An interesting example of this habit of thought and expression is to be found in this YouTube interview with Brandom (Brandom’s answer to the question I have in mind starts at around 5:40). The interviewer asks Brandom whether his position could be described as a form of ‘weak empiricism’. Brandom replies:

Well if one’s empiricism is weak enough then I think everyone’s an empiricist. That is, we can’t know anything about the world around us without sensory experience of it.

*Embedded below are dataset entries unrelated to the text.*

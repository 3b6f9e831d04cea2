use std::fmt;
use std::rc::Rc;
use std::time::Duration;

use serde::{Deserialize, Serialize};

use super::registry::PhaseCounts;
use super::stack::OriginTrace;
use crate::host::{Element, Target, TransportKind};

#[derive(Debug, Clone, Copy, PartialEq, Eq, Hash, PartialOrd, Ord, Serialize, Deserialize)]
pub enum InterceptionKind {
    ListenerAdded,
    EventDispatched,
    NativeSubmitInvoked,
    RequestSubmitInvoked,
    SubmitterClicked,
    NetworkCallObserved,
    GateSubmitEventSeen,
}

impl InterceptionKind {
    pub const ALL: [InterceptionKind; 7] = [
        InterceptionKind::ListenerAdded,
        InterceptionKind::EventDispatched,
        InterceptionKind::NativeSubmitInvoked,
        InterceptionKind::RequestSubmitInvoked,
        InterceptionKind::SubmitterClicked,
        InterceptionKind::NetworkCallObserved,
        InterceptionKind::GateSubmitEventSeen,
    ];

    pub(crate) fn index(self) -> usize {
        self as usize
    }

    /// Short name used as the origin-trace label.
    pub fn trace_label(self) -> &'static str {
        match self {
            InterceptionKind::ListenerAdded => "addEventListener(submit)",
            InterceptionKind::EventDispatched => "dispatchEvent(submit)",
            InterceptionKind::NativeSubmitInvoked => "form.submit()",
            InterceptionKind::RequestSubmitInvoked => "form.requestSubmit()",
            InterceptionKind::SubmitterClicked => "submit button click()",
            InterceptionKind::NetworkCallObserved => "lead request",
            InterceptionKind::GateSubmitEventSeen => "submit event",
        }
    }
}

/// Identifying attributes of a node, copied out at observation time.
#[derive(Debug, Clone, Default, PartialEq, Eq, Serialize)]
pub struct SubjectDescriptor {
    pub tag: String,
    pub id: Option<String>,
    pub name: Option<String>,
    pub action: Option<String>,
    pub role: Option<String>,
}

impl SubjectDescriptor {
    pub fn of(el: &Element, role_attribute: &str) -> Self {
        Self {
            tag: el.tag().to_string(),
            id: el.attribute("id"),
            name: el.attribute("name"),
            action: el.attribute("action"),
            role: el.attribute(role_attribute),
        }
    }

    pub fn of_target(target: &Target, role_attribute: &str) -> Self {
        match target {
            Target::Window => Self {
                tag: "#window".to_string(),
                ..Self::default()
            },
            Target::Document => Self {
                tag: "#document".to_string(),
                ..Self::default()
            },
            Target::Element(el) => Self::of(el, role_attribute),
        }
    }

    pub(crate) fn of_optional(el: Option<&Rc<Element>>, role_attribute: &str) -> Option<Self> {
        el.map(|el| Self::of(el, role_attribute))
    }
}

impl fmt::Display for SubjectDescriptor {
    fn fmt(&self, f: &mut fmt::Formatter<'_>) -> fmt::Result {
        f.write_str(&self.tag.to_ascii_lowercase())?;
        if let Some(id) = &self.id {
            write!(f, "#{id}")?;
        }
        if let Some(name) = &self.name {
            write!(f, "[name={name}]")?;
        }
        if let Some(action) = &self.action {
            write!(f, "[action={action}]")?;
        }
        if let Some(role) = &self.role {
            write!(f, "[role={role}]")?;
        }
        Ok(())
    }
}

/// Kind-specific context. Network payloads record presence only, never content.
#[derive(Debug, Clone, PartialEq, Eq, Serialize)]
#[serde(tag = "type", rename_all = "snake_case")]
pub enum Payload {
    Listener {
        capture: bool,
        once: bool,
        passive: bool,
        /// False when the target was not a form and the entry stayed unattributed.
        attributed: bool,
    },
    Dispatch {
        cancelable: bool,
    },
    Submit,
    RequestSubmit {
        submitter: Option<SubjectDescriptor>,
    },
    Click,
    Network {
        transport: TransportKind,
        method: Option<String>,
        url: String,
        has_body: bool,
    },
    GateSubmit {
        default_prevented: bool,
        submitter: Option<SubjectDescriptor>,
        listener_count_tracked: usize,
        by_phase: PhaseCounts,
    },
}

#[derive(Debug, Clone, Serialize)]
pub struct InterceptionEvent {
    kind: InterceptionKind,
    seq: u64,
    /// Time since activation.
    at: Duration,
    subject: Option<SubjectDescriptor>,
    payload: Payload,
    trace: OriginTrace,
}

impl InterceptionEvent {
    pub(crate) fn new(
        kind: InterceptionKind,
        seq: u64,
        at: Duration,
        subject: Option<SubjectDescriptor>,
        payload: Payload,
        trace: OriginTrace,
    ) -> Self {
        Self {
            kind,
            seq,
            at,
            subject,
            payload,
            trace,
        }
    }

    pub fn kind(&self) -> InterceptionKind {
        self.kind
    }

    pub fn seq(&self) -> u64 {
        self.seq
    }

    pub fn at(&self) -> Duration {
        self.at
    }

    pub fn subject(&self) -> Option<&SubjectDescriptor> {
        self.subject.as_ref()
    }

    pub fn payload(&self) -> &Payload {
        &self.payload
    }

    pub fn trace(&self) -> &OriginTrace {
        &self.trace
    }

    /// Operator-facing headline, e.g. `LEAD XHR #3`.
    pub fn headline(&self) -> String {
        let n = self.seq;
        match (&self.kind, &self.payload) {
            (InterceptionKind::ListenerAdded, _) => format!("addEventListener(\"submit\") #{n}"),
            (InterceptionKind::EventDispatched, _) => format!("dispatchEvent('submit') #{n}"),
            (InterceptionKind::NativeSubmitInvoked, _) => format!("HTMLFormElement.submit() call #{n}"),
            (InterceptionKind::RequestSubmitInvoked, _) => {
                format!("HTMLFormElement.requestSubmit() call #{n}")
            }
            (InterceptionKind::SubmitterClicked, _) => format!("submitter.click() #{n}"),
            (InterceptionKind::NetworkCallObserved, Payload::Network { transport, .. }) => {
                let via = match transport {
                    TransportKind::Fetch => "fetch",
                    TransportKind::Beacon => "beacon",
                    TransportKind::Xhr => "XHR",
                };
                format!("LEAD {via} #{n}")
            }
            (InterceptionKind::NetworkCallObserved, _) => format!("LEAD request #{n}"),
            (InterceptionKind::GateSubmitEventSeen, _) => format!("SUBMIT event #{n}"),
        }
    }
}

However, on the way to making his larger point about the way in which inferential chains can be made to track reliable causal chains [I haven’t yet gotten round to discussing this central issue in my posts on Brandom], Brandom moves back to talking in his preferred vocabulary of RDRDs:

The question that you ask for me becomes – ‘How do reliable causal connections in the world come to be transferred into an inferentially usable form?’ And I think the answer is that we can as sentient beings reliably differentially respond to the world around us and those reliable responsive dispositions can be tracked inferentially. So I take you to be a reliable observer of red things because I’m prepared to infer from your claiming that something is red, that it’s red. That’s a reliability inference. I’m taking the causal connection between you and red things and putting it into an inferential form where your saying something, your undertaking a commitment, gives me a reason to undertake a commitment – and in that way we come inferentially to track reliable connections in the world.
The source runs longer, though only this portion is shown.